For instance, AI systems often require safeguarding Personally Indentifiable Information (PII) data. This International Organization of Standards (ISO) standard (ISO/IEC 29101:2013) defines a privacy architecture framework for entities that process such data. It does not specify what the definition of PII data is (that is a country’s sovereign right to determine), only how to create ICT systems to protect such data.

Technical standards cooperation could pay dividends if companies could use standards (methodologies) accepted by regulators on both sides of the Atlantic to demonstrate how transparency, bias avoidance, privacy protection and other regulatory priorities are being addressed from a technical standpoint.

We are really talking about developing common methodologies (technical standards) to achieve certain objectives such as the protection of privacy, not substantive legal/regulatory convergence. And we are not talking about “checklists” either because the idea is that companies establish ongoing processes, not a checklist of compliance for a certain date in time.

Composition of U.S.-UK Trade

In this context, understanding the composition of U.S.-UK trade and recalling the most modern trade agreement in existence from a digital standpoint – the United States Mexico Canada Agreement (USMCA) – is a good place to start. The United States Trade Representative (USTR) notes that in 2018, the U.S. goods and services trade with the UK totaled roughly $261.9 billion.

For both countries, trade in financial services, cars and pharmaceuticals is significant. From an AI promotion standpoint, honing in on these sectors could potentially allow for the two countries to do some innovative things in a trade agreement. The USMCA Digital Trade Chapter’s Chapter 19:14 says that the Parties “shall endeavor” to cooperate on a range of issues important for digital trade.

A U.S.-UK trade deal should ideally delineate areas where the U.S. and the UK “shall” cooperate. It might also be worthwhile for the U.S. and the UK to explore whether USMCA Chapter 11 commitments with respect to Technical Barriers to Trade might be worthwhile considering in the U.S.-UK context.

Financial Services: Are Robo-Advisors, Use of Public Records, and Alternative Data Ripe for Cooperation?

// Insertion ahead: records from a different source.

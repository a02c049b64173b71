//! Error types for the Percipio client.
//!
//! Two families of failure reach a caller:
//! - [`ClientError`]: raised by the client itself while validating
//!   configuration or building a request.
//! - [`TransportError`]: raised by the HTTP transport (network failures,
//!   non-success statuses). The client never wraps or reclassifies these.
//!
//! Per-call operations return [`PercipioError`], which holds exactly one of
//! the two. Library-raised failures are recognised through the
//! [`ClientErrorMarker`] capability rather than by concrete type.

use crate::transport::ResponseEnvelope;
use std::fmt;
use thiserror::Error;

/// Result type for per-call Percipio operations
pub type PercipioResult<T> = Result<T, PercipioError>;

/// Result type for transport operations
pub type TransportResult<T> = Result<T, TransportError>;

/// Kind of a library-raised error.
#[derive(Debug, Clone, Copy, PartialEq, Eq, Hash)]
pub enum ClientErrorKind {
    /// A mandatory configuration field, request field or placeholder was absent.
    ConfigurationRequired,
    /// A supplied value failed validation.
    ConfigurationInvalid,
    /// Generic library failure.
    Generic,
}

impl ClientErrorKind {
    /// Name of the error variant, as reported to callers.
    pub fn name(&self) -> &'static str {
        match self {
            Self::ConfigurationRequired => "ConfigurationRequiredError",
            Self::ConfigurationInvalid => "ConfigurationInvalidError",
            Self::Generic => "ClientError",
        }
    }
}

impl fmt::Display for ClientErrorKind {
    fn fmt(&self, f: &mut fmt::Formatter<'_>) -> fmt::Result {
        match self {
            Self::ConfigurationRequired => write!(f, "configuration_required"),
            Self::ConfigurationInvalid => write!(f, "configuration_invalid"),
            Self::Generic => write!(f, "client_error"),
        }
    }
}

/// Error raised by the client while validating configuration or building a request.
#[derive(Error, Debug)]
pub struct ClientError {
    kind: ClientErrorKind,
    message: String,
    #[source]
    cause: Option<Box<dyn std::error::Error + Send + Sync>>,
}

impl fmt::Display for ClientError {
    fn fmt(&self, f: &mut fmt::Formatter<'_>) -> fmt::Result {
        write!(f, "{}: {}", self.kind.name(), self.message)
    }
}

impl ClientError {
    /// Creates an error of the given kind.
    pub fn new(kind: ClientErrorKind, message: impl Into<String>) -> Self {
        Self {
            kind,
            message: message.into(),
            cause: None,
        }
    }

    /// A required configuration field or placeholder is missing.
    pub fn required(message: impl Into<String>) -> Self {
        Self::new(ClientErrorKind::ConfigurationRequired, message)
    }

    /// A supplied value failed validation.
    pub fn invalid(message: impl Into<String>) -> Self {
        Self::new(ClientErrorKind::ConfigurationInvalid, message)
    }

    /// A supplied value failed validation, with the underlying failure attached.
    pub fn invalid_with_cause(
        message: impl Into<String>,
        cause: impl Into<Box<dyn std::error::Error + Send + Sync>>,
    ) -> Self {
        Self::invalid(message).with_cause(cause)
    }

    /// Generic client failure.
    pub fn generic(message: impl Into<String>) -> Self {
        Self::new(ClientErrorKind::Generic, message)
    }

    /// Attaches an underlying cause.
    pub fn with_cause(mut self, cause: impl Into<Box<dyn std::error::Error + Send + Sync>>) -> Self {
        self.cause = Some(cause.into());
        self
    }

    /// Returns the error kind.
    pub fn kind(&self) -> ClientErrorKind {
        self.kind
    }

    /// Returns the variant name (`ConfigurationRequiredError`, ...).
    pub fn name(&self) -> &'static str {
        self.kind.name()
    }

    /// Returns the error message.
    pub fn message(&self) -> &str {
        &self.message
    }

    /// Returns the underlying cause, if any.
    pub fn cause(&self) -> Option<&(dyn std::error::Error + Send + Sync + 'static)> {
        self.cause.as_deref()
    }

    /// True for `ConfigurationRequired` errors.
    pub fn is_required(&self) -> bool {
        self.kind == ClientErrorKind::ConfigurationRequired
    }

    /// True for `ConfigurationInvalid` errors.
    pub fn is_invalid(&self) -> bool {
        self.kind == ClientErrorKind::ConfigurationInvalid
    }
}

/// Errors produced by an HTTP transport.
#[derive(Error, Debug, Clone)]
pub enum TransportError {
    /// The request timed out
    #[error("Request timed out: {0}")]
    Timeout(String),

    /// A connection could not be established
    #[error("Connection failed: {0}")]
    Connection(String),

    /// The server answered with a status the transport rejects
    #[error("Request failed with status {status}")]
    Status {
        /// HTTP status code
        status: u16,
        /// The full response as received
        response: Box<ResponseEnvelope>,
    },

    /// The request could not be built or sent
    #[error("Request error: {0}")]
    Request(String),

    /// An interceptor refused the request
    #[error("Interceptor error: {0}")]
    Interceptor(String),
}

impl TransportError {
    /// HTTP status code, for status errors
    pub fn status(&self) -> Option<u16> {
        match self {
            Self::Status { status, .. } => Some(*status),
            _ => None,
        }
    }

    /// The rejected response, for status errors
    pub fn response(&self) -> Option<&ResponseEnvelope> {
        match self {
            Self::Status { response, .. } => Some(response),
            _ => None,
        }
    }
}

impl From<reqwest::Error> for TransportError {
    fn from(err: reqwest::Error) -> Self {
        if err.is_timeout() {
            TransportError::Timeout(err.to_string())
        } else if err.is_connect() {
            TransportError::Connection(err.to_string())
        } else {
            TransportError::Request(err.to_string())
        }
    }
}

/// Error returned by per-call operations.
#[derive(Error, Debug)]
pub enum PercipioError {
    /// Raised by the client while building the request
    #[error(transparent)]
    Client(#[from] ClientError),

    /// Raised by the transport, passed through unchanged
    #[error(transparent)]
    Transport(#[from] TransportError),
}

impl PercipioError {
    /// Returns the transport error, if this failure came from the transport.
    pub fn as_transport(&self) -> Option<&TransportError> {
        match self {
            Self::Transport(e) => Some(e),
            Self::Client(_) => None,
        }
    }
}

/// Capability shared by every error that may carry a library-raised failure.
pub trait ClientErrorMarker {
    /// Returns the library-raised error, if this value is one.
    fn client_error(&self) -> Option<&ClientError>;
}

impl ClientErrorMarker for ClientError {
    fn client_error(&self) -> Option<&ClientError> {
        Some(self)
    }
}

impl ClientErrorMarker for PercipioError {
    fn client_error(&self) -> Option<&ClientError> {
        match self {
            Self::Client(e) => Some(e),
            Self::Transport(_) => None,
        }
    }
}

impl ClientErrorMarker for TransportError {
    fn client_error(&self) -> Option<&ClientError> {
        None
    }
}

impl<T: ClientErrorMarker + ?Sized> ClientErrorMarker for Box<T> {
    fn client_error(&self) -> Option<&ClientError> {
        (**self).client_error()
    }
}

/// Returns true iff `candidate` is present and carries a library-raised error.
pub fn is_client_error<E>(candidate: Option<&E>) -> bool
where
    E: ClientErrorMarker + ?Sized,
{
    candidate.and_then(|c| c.client_error()).is_some()
}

The USMCA’s Chapter 17 covers financial services and provides for a point of departure in thinking about what a U.S.-UK deal might look like with respect to financial services. For example, chapter 17:7 provides for commitment with respect to “New Financial Services.” What this means is that if one Party permits a new financial service to be offered in its territory, then it must allow the other two parties to offer the same new financial service. See below for the text of this provision:

Each Party shall permit a financial institution of another Party to supply a new financial service that the Party would permit its own financial institutions, in like circumstances, to supply without adopting a law or modifying an existing law.5 Notwithstanding Article 17.5.1(a) and(e) (Market Access), a Party may determine the institutional and juridical form through which the new financial service may be supplied and may require authorization for the supply of the service.

If a Party requires a financial institution to obtain authorization to supply a new financial service, the Party shall decide within a reasonable period of time whether to issue the authorization and may refuse the authorization only for prudential reasons. There is a “like circumstances” caveat, as well as scope for the Parties to “determine the institutional and juridical form through which the new financial service may be supplied.”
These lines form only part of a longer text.